15. Leaving it all to the last minute
Good decoration has a rhythm, and rushing breaks it. Digitising a logo for embroidery takes time. Producing and checking a proof takes time. Ordering a physical pre-production sample, especially on a big or important run, takes time. And if something does need adjusting, you want enough room in the schedule to fix it properly instead of waving through a compromise because the deadline is tomorrow.
The classic version of this is the event that has been in the calendar for months, with the merch ordered the week before. Suddenly there is no time for a sample, no time for a colour tweak, and no buffer if anything needs a second pass. Quality quietly gets traded away for speed, and it shows.
The fix is gloriously boring. Start earlier than you think you need to. Build in time for artwork, proofing, a sample and a little contingency. Give the people decorating your gear the runway to get it right, and you give yourself the luxury of catching problems while they are still cheap and easy to fix.
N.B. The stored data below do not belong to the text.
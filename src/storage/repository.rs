//! Per-employee timesheet and leave persistence.
//!
//! Collections are stored as JSON arrays under the employee's storage keys.
//! Reading never fails on bad data: an absent key or a value that is not a
//! JSON array loads as an empty collection, and individual records that do
//! not parse are skipped.

use serde::Serialize;
use serde::de::DeserializeOwned;
use tracing::warn;

use crate::error::{EngineError, EngineResult};
use crate::models::{DailyEntry, Employee, LeaveRequest};

use super::store::KeyValueStore;

/// Loads and saves employees' timesheet entries and leave requests.
///
/// # Example
///
/// ```
/// use attendance_engine::models::{DailyEntry, Employee};
/// use attendance_engine::storage::{AttendanceRepository, InMemoryStore};
/// use chrono::NaiveDate;
/// use rust_decimal::Decimal;
///
/// let employee = Employee {
///     id: "1".to_string(),
///     name: "Gaurav P".to_string(),
///     email: "gaurav.p@talentBase.com".to_string(),
///     department: "IT".to_string(),
///     designation: "Backend Developer".to_string(),
///     joining_date: NaiveDate::from_ymd_opt(2022, 1, 15).unwrap(),
/// };
/// let mut repository = AttendanceRepository::new(InMemoryStore::new());
/// assert!(repository.load_entries(&employee)?.is_empty());
///
/// let entry = DailyEntry::new(NaiveDate::from_ymd_opt(2023, 4, 3).unwrap(), Decimal::new(9, 0), "API");
/// repository.record_entry(&employee, entry.clone())?;
/// assert_eq!(repository.load_entries(&employee)?, vec![entry]);
/// # Ok::<(), attendance_engine::error::EngineError>(())
/// ```
#[derive(Debug, Clone, Default)]
pub struct AttendanceRepository<S> {
    store: S,
}

impl<S: KeyValueStore> AttendanceRepository<S> {
    /// Creates a repository over the given store.
    pub fn new(store: S) -> Self {
        Self { store }
    }

    /// Returns the underlying store.
    pub fn store(&self) -> &S {
        &self.store
    }

    /// Loads an employee's timesheet entries.
    pub fn load_entries(&self, employee: &Employee) -> EngineResult<Vec<DailyEntry>> {
        self.load_collection(&employee.timesheet_key())
    }

    /// Loads an employee's leave requests.
    pub fn load_leaves(&self, employee: &Employee) -> EngineResult<Vec<LeaveRequest>> {
        self.load_collection(&employee.leaves_key())
    }

    /// Replaces an employee's timesheet entries.
    pub fn save_entries(&mut self, employee: &Employee, entries: &[DailyEntry]) -> EngineResult<()> {
        self.save_collection(&employee.timesheet_key(), entries)
    }

    /// Replaces an employee's leave requests.
    pub fn save_leaves(&mut self, employee: &Employee, leaves: &[LeaveRequest]) -> EngineResult<()> {
        self.save_collection(&employee.leaves_key(), leaves)
    }

    /// Records a timesheet entry, replacing any entry for the same date.
    pub fn record_entry(&mut self, employee: &Employee, entry: DailyEntry) -> EngineResult<()> {
        let mut entries = self.load_entries(employee)?;
        entries.retain(|existing| existing.date != entry.date);
        entries.push(entry);
        entries.sort_by_key(|existing| existing.date);
        self.save_entries(employee, &entries)
    }

    /// Appends a leave request.
    pub fn apply_leave(&mut self, employee: &Employee, leave: LeaveRequest) -> EngineResult<()> {
        let mut leaves = self.load_leaves(employee)?;
        leaves.push(leave);
        self.save_leaves(employee, &leaves)
    }

    fn load_collection<T: DeserializeOwned>(&self, key: &str) -> EngineResult<Vec<T>> {
        let Some(bytes) = self.store.get(key)? else {
            return Ok(Vec::new());
        };

        let values = match serde_json::from_slice::<Vec<serde_json::Value>>(&bytes) {
            Ok(values) => values,
            Err(err) => {
                warn!(key = %key, error = %err, "Stored value is not a JSON array; treating as empty");
                return Ok(Vec::new());
            }
        };

        let mut items = Vec::with_capacity(values.len());
        for (index, value) in values.into_iter().enumerate() {
            match serde_json::from_value(value) {
                Ok(item) => items.push(item),
                Err(err) => {
                    warn!(key = %key, index, error = %err, "Skipping malformed stored record");
                }
            }
        }
        Ok(items)
    }

    fn save_collection<T: Serialize>(&mut self, key: &str, items: &[T]) -> EngineResult<()> {
        let bytes = serde_json::to_vec(items).map_err(|e| EngineError::StorageError {
            key: key.to_string(),
            message: e.to_string(),
        })?;
        self.store.put(key, bytes)
    }
}

#[cfg(test)]
mod tests {
    use super::*;
    use crate::storage::InMemoryStore;
    use chrono::NaiveDate;
    use rust_decimal::Decimal;
    use std::str::FromStr;

    fn dec(s: &str) -> Decimal {
        Decimal::from_str(s).unwrap()
    }

    fn d(day: u32) -> NaiveDate {
        NaiveDate::from_ymd_opt(2023, 4, day).unwrap()
    }

    fn employee() -> Employee {
        Employee {
            id: "1".to_string(),
            name: "Gaurav P".to_string(),
            email: "gaurav.p@talentBase.com".to_string(),
            department: "IT".to_string(),
            designation: "Backend Developer".to_string(),
            joining_date: NaiveDate::from_ymd_opt(2022, 1, 15).unwrap(),
        }
    }

    fn repository_with(key: &str, raw: &str) -> AttendanceRepository<InMemoryStore> {
        let mut store = InMemoryStore::new();
        store.put(key, raw.as_bytes().to_vec()).unwrap();
        AttendanceRepository::new(store)
    }

    struct FailingStore;

    impl KeyValueStore for FailingStore {
        fn get(&self, key: &str) -> EngineResult<Option<Vec<u8>>> {
            Err(EngineError::StorageError {
                key: key.to_string(),
                message: "unavailable".to_string(),
            })
        }

        fn put(&mut self, key: &str, _value: Vec<u8>) -> EngineResult<()> {
            Err(EngineError::StorageError {
                key: key.to_string(),
                message: "read-only".to_string(),
            })
        }
    }

    #[test]
    fn test_absent_keys_load_empty() {
        let repository = AttendanceRepository::new(InMemoryStore::new());
        assert!(repository.load_entries(&employee()).unwrap().is_empty());
        assert!(repository.load_leaves(&employee()).unwrap().is_empty());
    }

    #[test]
    fn test_invalid_json_loads_empty() {
        let repository = repository_with("timesheet_entries_gaurav.p@talentBase.com", "{not json");
        assert!(repository.load_entries(&employee()).unwrap().is_empty());
    }

    #[test]
    fn test_non_array_json_loads_empty() {
        let repository = repository_with("leaves_gaurav.p@talentBase.com", r#"{"fromDate": "2023-04-10"}"#);
        assert!(repository.load_leaves(&employee()).unwrap().is_empty());
    }

    #[test]
    fn test_malformed_records_are_skipped() {
        let raw = r#"[
            {"date": "2023-04-03", "task": "API", "hours": 9},
            {"date": "not a date", "task": "bad", "hours": 9},
            {"date": "2023-04-04", "task": "Docs", "hours": "4"}
        ]"#;
        let repository = repository_with("timesheet_entries_gaurav.p@talentBase.com", raw);

        let entries = repository.load_entries(&employee()).unwrap();
        assert_eq!(entries.len(), 2);
        assert_eq!(entries[1].hours, dec("4"));
    }

    #[test]
    fn test_legacy_leave_records_load() {
        let raw = r#"[{
            "fromDate": "2023-04-10",
            "toDate": "2023-04-12",
            "reportingManager": "Sanket P",
            "resumeDate": "2023-04-13",
            "summary": "Trip",
            "emergencyNumber": "9876543210"
        }]"#;
        let repository = repository_with("leaves_gaurav.p@talentBase.com", raw);

        let leaves = repository.load_leaves(&employee()).unwrap();
        assert_eq!(leaves.len(), 1);
        assert_eq!(leaves[0].day_count(), 3);
    }

    #[test]
    fn test_record_entry_replaces_same_date_and_sorts() {
        let mut repository = AttendanceRepository::new(InMemoryStore::new());
        let employee = employee();

        repository
            .record_entry(&employee, DailyEntry::new(d(5), dec("9"), "later"))
            .unwrap();
        repository
            .record_entry(&employee, DailyEntry::new(d(3), dec("4"), "first try"))
            .unwrap();
        repository
            .record_entry(&employee, DailyEntry::new(d(3), dec("9"), "corrected"))
            .unwrap();

        let entries = repository.load_entries(&employee).unwrap();
        assert_eq!(entries.len(), 2);
        assert_eq!(entries[0].date, d(3));
        assert_eq!(entries[0].task, "corrected");
        assert_eq!(entries[1].date, d(5));
    }

    #[test]
    fn test_apply_leave_appends() {
        let mut repository = AttendanceRepository::new(InMemoryStore::new());
        let employee = employee();

        repository
            .apply_leave(&employee, LeaveRequest::new(d(10), d(12), "Trip"))
            .unwrap();
        repository
            .apply_leave(&employee, LeaveRequest::new(d(20), d(20), "Doctor"))
            .unwrap();

        let leaves = repository.load_leaves(&employee).unwrap();
        assert_eq!(leaves.len(), 2);
        assert_eq!(leaves[1].reason, "Doctor");
    }

    #[test]
    fn test_store_failures_propagate() {
        let mut repository = AttendanceRepository::new(FailingStore);
        let employee = employee();

        assert!(matches!(
            repository.load_entries(&employee),
            Err(EngineError::StorageError { .. })
        ));
        assert!(matches!(
            repository.save_leaves(&employee, &[]),
            Err(EngineError::StorageError { .. })
        ));
    }
}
The best-looking merch almost always belongs to the people who started the conversation first.
The short version
Almost every decoration problem traces back to a decision made before anything was printed. Send vector art and outline your fonts. Lock your Pantone, note whether it is coated or uncoated, and keep the code handy. Flag metallics and neons early. Remember that screens lie, product colour matters, curves distort, thread is not ink, materials shift colour, and small spaces want simple art. Think about where the logo really sits. Read the proof like a hawk. Choose the method to suit the job. And whatever you do, start early.
Get those basics right and your brand turns up looking sharp, consistent and deliberate, on every product, every single time. That is the whole game.